Fig. 1 |. The metabolic route for aspartate synthesis in hypoxic pancreatic cancer cells.

a, Scheme of the focused CRISPR–Cas9 based genetic screen in a Ras mutant mouse PDAC line (HY15549) grown under normoxic (21% O₂) or hypoxic conditions (0.5% O₂) for 14 population doublings (left). Top scoring genes and their differential gene scores in the focused CRISPR screen (right). b, Number of doublings (log₂) of indicated parental, Got1 and Got2-knockout HY15549 cell lines expressing sgRNA-resistant GOT1 or GOT2 cDNA and grown for 5 days under normoxic (21% O₂) or hypoxic conditions (0.5% O₂). c, Plot of gene score ranks of hypoxia and ETC inhibitor CRISPR screens in HY15549 cells. d, Scheme of the in vitro sgRNA competition assay performed in KRAS-mutant cancer cell lines transduced with a pool of five control sgRNAs (sgControl) and sgRNAs targeting five enzymes involved in aspartate metabolism (GOT1, GOT2, MDH1, MDH2 and PC) (left). Heat map showing median differential gene scores in the indicated cell lines on low oxygen (0.5% O₂) or treatment with piericidin, an ETC inhibitor (right). e, Scheme depicting the oxidative (yellow) and reductive (blue) routes from which aspartate can be synthesized from glutamine, and the activation of each pathway by mito- and cyto-LbNOX enzymes.
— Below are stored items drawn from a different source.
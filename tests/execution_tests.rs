//! End-to-end tests: building trees, editing them and running them.

use serde_json::json;
use statecraft::builder::{StateBuilder, SELF};
use statecraft::core::{
    DataType, EventLog, IdAllocator, InMemoryLibrary, LibraryReference, PortDirection, State,
    StateChange, StateError, ABORTED, PREEMPTED, SUCCESS,
};
use statecraft::document::{decode, encode, DecodeContext, ScriptRegistry, StateDocument};
use statecraft::execution::{
    script_fn, EmptyScript, ExecutionConfig, ExecutionError, RunContext, Script, ScriptContext,
    ScriptError, StateMachineExecutor,
};
use std::sync::atomic::{AtomicUsize, Ordering};
use std::sync::Arc;
use std::time::Duration;

fn sleeper(millis: u64) -> Arc<dyn Script> {
    script_fn(move |ctx: ScriptContext| async move {
        if ctx.sleep(Duration::from_millis(millis)).await {
            Ok(SUCCESS)
        } else {
            Ok(PREEMPTED)
        }
    })
}

fn counting(counter: Arc<AtomicUsize>) -> Arc<dyn Script> {
    script_fn(move |_ctx: ScriptContext| {
        let counter = Arc::clone(&counter);
        async move {
            counter.fetch_add(1, Ordering::SeqCst);
            Ok(SUCCESS)
        }
    })
}

#[tokio::test]
async fn hierarchy_runs_children_in_transition_order() {
    let ids = IdAllocator::sequential();
    let runs = Arc::new(AtomicUsize::new(0));
    let root = StateBuilder::hierarchy("root")
        .child(StateBuilder::execution("A", counting(Arc::clone(&runs))))
        .child(StateBuilder::execution("B", counting(Arc::clone(&runs))))
        .transition("A", "success", "B")
        .exit("B", "success", "success")
        .build(&ids)
        .unwrap();

    let outcome = root.run(RunContext::default()).await;

    assert_eq!(outcome.id, SUCCESS);
    assert_eq!(runs.load(Ordering::SeqCst), 2);
    let names: Vec<String> = root
        .history()
        .visited()
        .iter()
        .map(|id| root.child(id).unwrap().name())
        .collect();
    assert_eq!(names, vec!["A", "B"]);
    assert!(!root.is_active());
}

#[tokio::test]
async fn preemptive_race_preempts_the_slow_branch() {
    let ids = IdAllocator::sequential();
    let race = StateBuilder::preemptive_concurrency("race")
        .child(StateBuilder::execution("fast", sleeper(10)))
        .child(StateBuilder::execution("slow", sleeper(60_000)))
        .exit("fast", "success", "success")
        .build(&ids)
        .unwrap();
    let slow = race
        .children()
        .into_iter()
        .find(|c| c.name() == "slow")
        .unwrap();

    let outcome = tokio::time::timeout(Duration::from_secs(10), race.run(RunContext::default()))
        .await
        .expect("race should finish once the fast branch wins");

    assert_eq!(outcome.id, SUCCESS);
    assert_eq!(slow.final_outcome().unwrap().id, PREEMPTED);
    assert!(!slow.is_active());
}

#[tokio::test]
async fn barrier_collects_outputs_from_every_branch() {
    let ids = IdAllocator::sequential();
    let producer = |value: i64| {
        script_fn(move |ctx: ScriptContext| async move {
            ctx.set_output("value", json!(value));
            Ok::<_, ScriptError>(SUCCESS)
        })
    };
    let barrier = StateBuilder::barrier_concurrency("all")
        .output("left", DataType::Int, None)
        .output("right", DataType::Int, None)
        .child(StateBuilder::execution("L", producer(1)).output("value", DataType::Int, None))
        .child(StateBuilder::execution("R", producer(2)).output("value", DataType::Int, None))
        .data_flow("L", "value", SELF, "left")
        .data_flow("R", "value", SELF, "right")
        .build(&ids)
        .unwrap();

    let outcome = barrier.run(RunContext::default()).await;

    assert_eq!(outcome.id, SUCCESS);
    let output = barrier.runtime_output();
    assert_eq!(output["left"], json!(1));
    assert_eq!(output["right"], json!(2));
    assert_eq!(barrier.history().steps().len(), 2);
}

#[tokio::test]
async fn executor_stop_preempts_the_whole_tree() {
    let ids = IdAllocator::sequential();
    let root = StateBuilder::hierarchy("root")
        .child(StateBuilder::execution("wait", sleeper(60_000)))
        .build(&ids)
        .unwrap();
    let executor = StateMachineExecutor::new(Arc::clone(&root), ExecutionConfig::default());

    executor.start().unwrap();
    assert!(matches!(
        executor.start(),
        Err(ExecutionError::AlreadyRunning(_))
    ));
    tokio::time::sleep(Duration::from_millis(20)).await;
    executor.stop().unwrap();

    let outcome = executor.join().await.unwrap();
    assert_eq!(outcome.id, PREEMPTED);
    assert!(!executor.is_running());
    assert!(matches!(executor.stop(), Err(ExecutionError::NotStarted(_))));
}

#[tokio::test]
async fn failing_script_aborts_its_container() {
    let ids = IdAllocator::sequential();
    let root = StateBuilder::hierarchy("root")
        .child(StateBuilder::execution(
            "boom",
            script_fn(|_ctx: ScriptContext| async move { Err(ScriptError::failed("no disk")) }),
        ))
        .build(&ids)
        .unwrap();

    let executor = StateMachineExecutor::new(root, ExecutionConfig::default());
    let outcome = executor.run_to_completion(None).await.unwrap();
    assert_eq!(outcome.id, ABORTED);
}

#[tokio::test]
async fn library_state_runs_its_copy() {
    let ids = IdAllocator::sequential();
    let library = Arc::new(InMemoryLibrary::new());
    let reference = LibraryReference::new("math", "double", "1.0");
    let template = StateBuilder::execution(
        "double",
        script_fn(|ctx: ScriptContext| async move {
            let x: i64 = ctx.input_as("x")?;
            ctx.set_output("y", json!(x * 2));
            Ok::<_, ScriptError>(SUCCESS)
        }),
    )
    .input("x", DataType::Int, None)
    .output("y", DataType::Int, None)
    .build(&ids)
    .unwrap();
    library.register(reference.clone(), template);

    let lib = State::library("twice", reference, library.as_ref(), &ids).unwrap();
    lib.set_runtime_input_value(json!({ "x": 4 })).unwrap();

    assert_eq!(lib.run(RunContext::default()).await.id, SUCCESS);
    assert_eq!(lib.runtime_output()["y"], json!(8));
}

#[test]
fn unresolvable_library_leaves_container_unchanged() {
    let ids = IdAllocator::sequential();
    let root = State::hierarchy("root", &ids).unwrap();
    let empty = InMemoryLibrary::new();
    let reference = LibraryReference::new("missing", "thing", "0");

    let result = State::library("lib", reference.clone(), &empty, &ids)
        .and_then(|lib| root.add_state(lib));

    assert_eq!(result, Err(StateError::LibraryNotFound(reference)));
    assert!(root.children().is_empty());
}

#[test]
fn terminal_outcomes_cannot_be_removed() {
    let ids = IdAllocator::sequential();
    let state = State::execution("leaf", Arc::new(EmptyScript), &ids).unwrap();
    for id in [ABORTED, PREEMPTED] {
        assert!(matches!(
            state.remove_outcome(id),
            Err(StateError::InvariantViolation(_))
        ));
    }
    assert!(state.remove_outcome(SUCCESS).is_ok());
}

#[test]
fn removing_a_port_removes_its_data_flows() {
    let ids = IdAllocator::sequential();
    let root = StateBuilder::hierarchy("root")
        .input("n", DataType::Int, None)
        .child(StateBuilder::execution("A", Arc::new(EmptyScript)).input("x", DataType::Int, None))
        .data_flow(SELF, "n", "A", "x")
        .build(&ids)
        .unwrap();
    let a = root.children().remove(0);
    assert_eq!(root.data_flows().len(), 1);

    let port = a.port_by_name("x", PortDirection::Input).unwrap();
    a.remove_input_port(port.id).unwrap();

    assert!(root.data_flows().is_empty());
}

#[test]
fn removing_a_child_output_removes_flows_to_siblings_and_container() {
    let ids = IdAllocator::sequential();
    let root = StateBuilder::hierarchy("root")
        .output("out", DataType::Int, None)
        .child(StateBuilder::execution("A", Arc::new(EmptyScript)).output("y", DataType::Int, None))
        .child(StateBuilder::execution("B", Arc::new(EmptyScript)).input("x", DataType::Int, None))
        .data_flow("A", "y", "B", "x")
        .data_flow("A", "y", SELF, "out")
        .build(&ids)
        .unwrap();
    let a = root.children().into_iter().find(|c| c.name() == "A").unwrap();
    assert_eq!(root.data_flows().len(), 2);

    let port = a.port_by_name("y", PortDirection::Output).unwrap();
    a.remove_output_port(port.id).unwrap();

    assert!(root.data_flows().is_empty());
}

#[test]
fn removing_container_ports_removes_inner_and_outer_flows() {
    let ids = IdAllocator::sequential();
    let outer = StateBuilder::hierarchy("outer")
        .input("n", DataType::Int, None)
        .output("result", DataType::Int, None)
        .child(
            StateBuilder::hierarchy("middle")
                .input("n", DataType::Int, None)
                .output("out", DataType::Int, None)
                .child(
                    StateBuilder::execution("A", Arc::new(EmptyScript))
                        .input("x", DataType::Int, None)
                        .output("y", DataType::Int, None),
                )
                .data_flow(SELF, "n", "A", "x")
                .data_flow("A", "y", SELF, "out"),
        )
        .data_flow(SELF, "n", "middle", "n")
        .data_flow("middle", "out", SELF, "result")
        .build(&ids)
        .unwrap();
    let middle = outer.children().remove(0);
    assert_eq!(outer.data_flows().len(), 2);
    assert_eq!(middle.data_flows().len(), 2);

    let input = middle.port_by_name("n", PortDirection::Input).unwrap();
    middle.remove_input_port(input.id).unwrap();
    assert_eq!(outer.data_flows().len(), 1);
    assert_eq!(middle.data_flows().len(), 1);

    let output = middle.port_by_name("out", PortDirection::Output).unwrap();
    middle.remove_output_port(output.id).unwrap();
    assert!(outer.data_flows().is_empty());
    assert!(middle.data_flows().is_empty());
}

#[test]
fn barrier_has_each_default_outcome_once() {
    let ids = IdAllocator::sequential();
    let barrier = State::barrier_concurrency("all", &ids).unwrap();
    let outcomes = barrier.outcomes();

    assert_eq!(outcomes.len(), 3);
    for (id, name) in [(SUCCESS, "success"), (ABORTED, "aborted"), (PREEMPTED, "preempted")] {
        assert_eq!(outcomes[&id].name, name);
        assert_eq!(outcomes.values().filter(|o| o.name == name).count(), 1);
    }
}

#[tokio::test]
async fn preemption_reaches_through_library_states() {
    let ids = IdAllocator::sequential();
    let library = Arc::new(InMemoryLibrary::new());
    let reference = LibraryReference::new("generic", "long wait", "1.0");
    let template = StateBuilder::hierarchy("long wait")
        .child(StateBuilder::execution("wait", sleeper(60_000)))
        .build(&ids)
        .unwrap();
    library.register(reference.clone(), template);

    let race = State::preemptive_concurrency("race", &ids).unwrap();
    let fast_id = race
        .add_state(State::execution("fast", sleeper(10), &ids).unwrap())
        .unwrap();
    let lib = State::library("lib", reference, library.as_ref(), &ids).unwrap();
    race.add_state(Arc::clone(&lib)).unwrap();
    race.add_transition(&fast_id, SUCCESS, &race.id(), Some(SUCCESS))
        .unwrap();
    let copy = lib.library_copy().unwrap();
    let inner = copy.children().remove(0);

    let outcome = tokio::time::timeout(Duration::from_secs(10), race.run(RunContext::default()))
        .await
        .expect("race should finish once the fast branch wins");

    assert_eq!(outcome.id, SUCCESS);
    assert_eq!(lib.final_outcome().unwrap().id, PREEMPTED);
    assert!(copy.is_preempted());
    assert!(inner.is_preempted());
    assert_eq!(inner.final_outcome().unwrap().id, PREEMPTED);
}

#[test]
fn nested_paths_and_lookup() {
    let ids = IdAllocator::sequential();
    let root = StateBuilder::hierarchy("root")
        .child(
            StateBuilder::hierarchy("middle")
                .child(StateBuilder::execution("leaf", Arc::new(EmptyScript))),
        )
        .build(&ids)
        .unwrap();
    let middle = root.children().remove(0);
    let leaf = middle.children().remove(0);

    assert_eq!(leaf.path(), format!("{}/{}/{}", root.id(), middle.id(), leaf.id()));
    assert!(Arc::ptr_eq(&root.get_state_by_path(&leaf.path()).unwrap(), &leaf));
    assert!(root.get_state_by_path("nowhere").is_none());
}

#[test]
fn colliding_outcome_names_get_a_suffix() {
    let ids = IdAllocator::sequential();
    let state = State::execution("leaf", Arc::new(EmptyScript), &ids).unwrap();
    let done = state.add_outcome("done", None).unwrap();
    let other = state.add_outcome("other", None).unwrap();

    let name = state.rename_outcome(other, "done").unwrap();

    assert_eq!(name, "done1");
    assert_eq!(state.outcome(done).unwrap().name, "done");
    assert_eq!(state.outcome(other).unwrap().name, "done1");
}

#[test]
fn adding_a_taken_outcome_name_suffixes_it() {
    let ids = IdAllocator::sequential();
    let state = State::execution("leaf", Arc::new(EmptyScript), &ids).unwrap();

    let first = state.add_outcome("done", None).unwrap();
    let second = state.add_outcome("done", None).unwrap();

    assert_ne!(first, second);
    assert_eq!(state.outcome(first).unwrap().name, "done");
    assert_eq!(state.outcome(second).unwrap().name, "done1");
}

#[test]
fn change_id_avoids_sibling_ids_and_follows_references() {
    let ids = IdAllocator::sequential();
    let root = StateBuilder::hierarchy("root")
        .child(StateBuilder::execution("A", Arc::new(EmptyScript)))
        .child(StateBuilder::execution("B", Arc::new(EmptyScript)))
        .transition("A", "success", "B")
        .build(&ids)
        .unwrap();
    let children = root.children();
    let a = children.iter().find(|c| c.name() == "A").unwrap();
    let b = children.iter().find(|c| c.name() == "B").unwrap();
    let log = Arc::new(EventLog::new());
    root.subscribe(log.clone());

    let new_id = a.change_id(Some(b.id())).unwrap();

    assert_ne!(new_id, b.id());
    assert_eq!(a.id(), new_id);
    assert!(root.child(&new_id).is_some());
    assert_eq!(root.start_state_id(), Some(new_id.clone()));
    assert!(root.transitions().values().all(|t| t.from_state == new_id));
    assert!(log
        .events()
        .iter()
        .any(|e| matches!(&e.change, StateChange::IdChanged { new, .. } if *new == new_id)));
}

#[tokio::test]
async fn decoded_tree_runs_like_the_original() {
    let ids = IdAllocator::sequential();
    let runs = Arc::new(AtomicUsize::new(0));
    let root = StateBuilder::hierarchy("root")
        .child(StateBuilder::execution("A", counting(Arc::clone(&runs))).script_key("count"))
        .child(StateBuilder::execution("B", counting(Arc::clone(&runs))).script_key("count"))
        .transition("A", "success", "B")
        .exit("B", "success", "success")
        .build(&ids)
        .unwrap();

    let json = encode(&root).to_json().unwrap();
    let scripts = ScriptRegistry::new().with("count", counting(Arc::clone(&runs)));
    let library = InMemoryLibrary::new();
    let ctx = DecodeContext::new(IdAllocator::sequential(), &scripts, &library);
    let restored = decode(&StateDocument::from_json(&json).unwrap(), &ctx).unwrap();

    assert_eq!(restored.run(RunContext::default()).await.id, SUCCESS);
    assert_eq!(runs.load(Ordering::SeqCst), 2);
}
Filled circles represent ¹³C atoms derived from [U-¹³C]-l-glutamine (left). Oxidative (m + 4) to reductive (m + 3) aspartate ratio in HY15549 cell lines grown under 21% O₂, 0.5% O₂ or in the presence of piericidin (50 nM) (right). f, Relative fold change in cell number in HY15549 cell lines transduced with a vector control, cyto-LbNOX or mito-LbNOX grown for 5 days under 0.5% O₂ or in the presence of piericidin (50 nM). b,e,f, Bars represent mean±s.d.; b,d,e,f, n = 3 biologically independent samples. Statistical significance was determined by a two-tailed unpaired t-test. NS, not significant.